* [Problem to work on]: Where does the string "struct" occur in the records? Copy each line that holds it.

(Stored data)
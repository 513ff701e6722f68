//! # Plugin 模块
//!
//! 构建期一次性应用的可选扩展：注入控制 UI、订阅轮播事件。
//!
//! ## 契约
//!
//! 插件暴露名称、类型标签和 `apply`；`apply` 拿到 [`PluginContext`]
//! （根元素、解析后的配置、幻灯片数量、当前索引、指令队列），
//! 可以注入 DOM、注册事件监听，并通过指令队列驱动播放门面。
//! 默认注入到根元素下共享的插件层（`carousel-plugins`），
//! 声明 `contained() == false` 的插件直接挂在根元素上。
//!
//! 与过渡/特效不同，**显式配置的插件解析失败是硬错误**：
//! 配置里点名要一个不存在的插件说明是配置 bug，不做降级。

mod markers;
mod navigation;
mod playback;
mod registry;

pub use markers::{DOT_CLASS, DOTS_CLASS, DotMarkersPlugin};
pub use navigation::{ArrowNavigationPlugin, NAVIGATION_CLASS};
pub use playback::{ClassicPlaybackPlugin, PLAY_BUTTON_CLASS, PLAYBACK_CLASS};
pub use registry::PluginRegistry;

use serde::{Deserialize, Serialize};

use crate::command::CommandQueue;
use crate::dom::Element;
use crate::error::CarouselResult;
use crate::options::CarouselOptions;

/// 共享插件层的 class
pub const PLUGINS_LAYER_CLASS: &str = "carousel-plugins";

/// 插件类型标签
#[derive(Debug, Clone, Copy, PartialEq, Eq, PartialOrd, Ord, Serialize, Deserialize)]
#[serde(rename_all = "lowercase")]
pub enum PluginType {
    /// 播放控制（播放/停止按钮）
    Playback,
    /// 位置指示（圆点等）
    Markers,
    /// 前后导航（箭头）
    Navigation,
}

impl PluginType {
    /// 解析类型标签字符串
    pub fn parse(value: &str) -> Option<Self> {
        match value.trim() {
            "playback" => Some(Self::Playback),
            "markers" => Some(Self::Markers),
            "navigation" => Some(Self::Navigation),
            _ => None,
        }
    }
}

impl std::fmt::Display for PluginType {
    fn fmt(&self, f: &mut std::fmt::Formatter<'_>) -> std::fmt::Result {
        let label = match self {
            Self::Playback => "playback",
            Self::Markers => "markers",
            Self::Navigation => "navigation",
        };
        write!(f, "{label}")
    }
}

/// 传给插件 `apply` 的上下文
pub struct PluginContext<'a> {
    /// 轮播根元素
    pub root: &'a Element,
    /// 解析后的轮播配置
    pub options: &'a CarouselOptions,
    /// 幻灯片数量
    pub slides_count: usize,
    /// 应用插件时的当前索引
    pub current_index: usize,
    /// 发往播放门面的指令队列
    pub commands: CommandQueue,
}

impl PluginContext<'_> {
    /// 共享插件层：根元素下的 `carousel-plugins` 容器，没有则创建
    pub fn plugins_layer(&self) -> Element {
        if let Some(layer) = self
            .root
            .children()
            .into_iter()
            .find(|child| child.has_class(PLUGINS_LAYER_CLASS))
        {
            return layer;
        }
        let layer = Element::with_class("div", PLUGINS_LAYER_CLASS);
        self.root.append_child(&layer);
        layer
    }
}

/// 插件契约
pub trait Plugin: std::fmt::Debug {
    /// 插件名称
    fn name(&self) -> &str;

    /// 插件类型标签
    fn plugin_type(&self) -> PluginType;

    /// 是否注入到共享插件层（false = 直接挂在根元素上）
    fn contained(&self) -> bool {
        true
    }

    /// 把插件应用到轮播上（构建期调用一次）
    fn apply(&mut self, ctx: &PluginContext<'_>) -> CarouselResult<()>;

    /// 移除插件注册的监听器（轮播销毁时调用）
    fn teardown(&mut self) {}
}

--

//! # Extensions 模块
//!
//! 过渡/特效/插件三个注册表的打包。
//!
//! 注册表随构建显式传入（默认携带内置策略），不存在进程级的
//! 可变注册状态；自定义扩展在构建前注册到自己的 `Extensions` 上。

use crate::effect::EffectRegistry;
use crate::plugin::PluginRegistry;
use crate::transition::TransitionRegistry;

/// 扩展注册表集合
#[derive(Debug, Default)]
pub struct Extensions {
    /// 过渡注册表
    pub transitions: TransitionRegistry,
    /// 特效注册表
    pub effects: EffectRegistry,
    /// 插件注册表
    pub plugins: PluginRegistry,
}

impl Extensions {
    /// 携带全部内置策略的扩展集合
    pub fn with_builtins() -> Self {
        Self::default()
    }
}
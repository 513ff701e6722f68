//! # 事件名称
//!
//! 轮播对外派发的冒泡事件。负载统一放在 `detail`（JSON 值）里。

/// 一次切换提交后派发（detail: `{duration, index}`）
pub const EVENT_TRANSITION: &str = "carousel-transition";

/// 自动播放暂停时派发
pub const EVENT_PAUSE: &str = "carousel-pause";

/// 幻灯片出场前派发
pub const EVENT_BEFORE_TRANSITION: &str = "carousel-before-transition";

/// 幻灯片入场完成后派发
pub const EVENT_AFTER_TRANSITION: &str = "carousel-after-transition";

* [Written response]:
pub struct PluginContext<'a> {
pub struct Extensions {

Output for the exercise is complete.